The result is "Golf Lessons--Links to Life," a book published in January by Dr. Michael S. Pritchard, the Willard A. Brown Professor of Philosophy at WMU and co-director of the University's Center for the Study of Ethics in Society. The book features 60 autobiographical stories about life's lessons, linked to Pritchard's lifetime of experiences on the golf course.
Pritchard played golf on his high school and college teams and has played intensely for much of his adult life--except for one 18-year period, when he played only occasionally. It was about the time of his return to avid pursuit of the sport that he began writing short stories that drew parallels between the game and his observations about life.
"I've had a mini-obsession with golf most of my life," Pritchard says. "It had a certain function in my early years and another one later in my life. Some of the reflections I associated with golf could just as easily have come from another activity. My guess is that everyone has something in their life like golf lessons."
For Pritchard, recounting his life's golf lessons led to a series of musings that weave the story of his life together with bogies, Mulligans, sand traps and the search for the elusive hole-in-one.
The stories cover his teenage years as a caddy, his time in college and graduate school, life as a young professor, trips to professional conferences and his days playing golf on courses that ranged from a Breckenridge, Colo., course high in the Rockies to Scotland's fabled St. Andrews Golf Course.
"There is more to life than golf," Pritchard admits in the book's opening chapter. "There is also more to golf than golf. That's what I want to talk about."
To illustrate the book, Pritchard chose a series of drawings, created over decades by his uncle, Brett Eddy, a corporate accountant with a lifelong love of drawing and cartooning that earned him a reputation in Detroit art circles. After Eddy's death, Pritchard began sorting through hundreds of sketches and was looking for a way to give other people access to them. To his delight, the drawings and his stories about golf seemed to fit, and the drawings appear throughout the book.
For Pritchard, a veteran of the world of academic publishing, writing "Golf Lessons" was unlike anything he's previously published.
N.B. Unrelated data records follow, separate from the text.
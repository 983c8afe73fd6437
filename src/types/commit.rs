//! Commit message types and formatting

use crate::gitmoji::{self, Gitmoji};
use serde::Serialize;
use std::fmt::Write;

/// Result of classifying a free-text commit message
#[derive(Serialize, Debug, Clone, PartialEq, Eq)]
pub struct GitmojiSuggestion {
    /// Suggested emoji
    pub emoji: String,
    /// `"<code> - <summary>"` of the matching rule
    pub description: String,
    /// The message with the emoji prefixed
    pub suggested_format: String,
}

impl GitmojiSuggestion {
    /// Classify `message` and build the suggestion for it
    pub fn for_message(message: &str) -> Self {
        let Gitmoji { emoji, description } = gitmoji::classify(message);
        let suggested_format = format_suggested_message(&emoji, message);
        Self {
            emoji,
            description,
            suggested_format,
        }
    }
}

/// A conventional commit header, `type(scope): message`
#[derive(Debug, Clone, PartialEq, Eq)]
pub struct ConventionalCommit {
    pub commit_type: String,
    pub scope: Option<String>,
    pub message: String,
}

impl ConventionalCommit {
    pub fn new(
        commit_type: impl Into<String>,
        scope: Option<String>,
        message: impl Into<String>,
    ) -> Self {
        Self {
            commit_type: commit_type.into(),
            scope,
            message: message.into(),
        }
    }

    /// Text the classifier sees, the type followed by the message
    pub fn classification_text(&self) -> String {
        format!("{} {}", self.commit_type, self.message)
    }

    /// Gitmoji for this commit
    pub fn gitmoji(&self) -> Gitmoji {
        gitmoji::classify(&self.classification_text())
    }
}

/// `"<emoji> <message>"`
pub fn format_suggested_message(emoji: &str, message: &str) -> String {
    format!("{emoji} {message}")
}

/// Formats a conventional commit with its gitmoji prefixed
pub fn format_conventional_commit(commit: &ConventionalCommit) -> String {
    let mut line = String::new();
    let emoji = commit.gitmoji().emoji;

    write!(&mut line, "{emoji} {}", commit.commit_type).expect("write to string should not fail");
    // An empty scope renders like a missing one
    if let Some(scope) = commit.scope.as_deref().filter(|s| !s.is_empty()) {
        write!(&mut line, "({scope})").expect("write to string should not fail");
    }
    write!(&mut line, ": {}", commit.message).expect("write to string should not fail");

    line
}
"I'm the authority on this in a way I couldn't have been in an academic piece, and I didn't have to worry about doing justice to someone else's thinking on a topic," Pritchard says. "While I was writing, I was thinking more about the readers being people who already know me, but some people who don't know me, or even those who don't play golf, might find something that resonates."
Pritchard will sign copies of his new book from 1 to 3 p.m. Saturday, Feb. 14, at Athena Book Shop, 154 S. Kalamazoo Mall, in downtown Kalamazoo.
Pritchard, a WMU faculty member since 1968, is the author of "Philosophical Adventures With Children," "On Becoming Responsible" and "Reasonable Children," as well as more than 80 articles on ethics, political philosophy and the philosophical thinking of children. In addition, he is the co-author of "Communication Ethics" and "Engineering Ethics." Currently, Pritchard is working on a book on professional responsibility.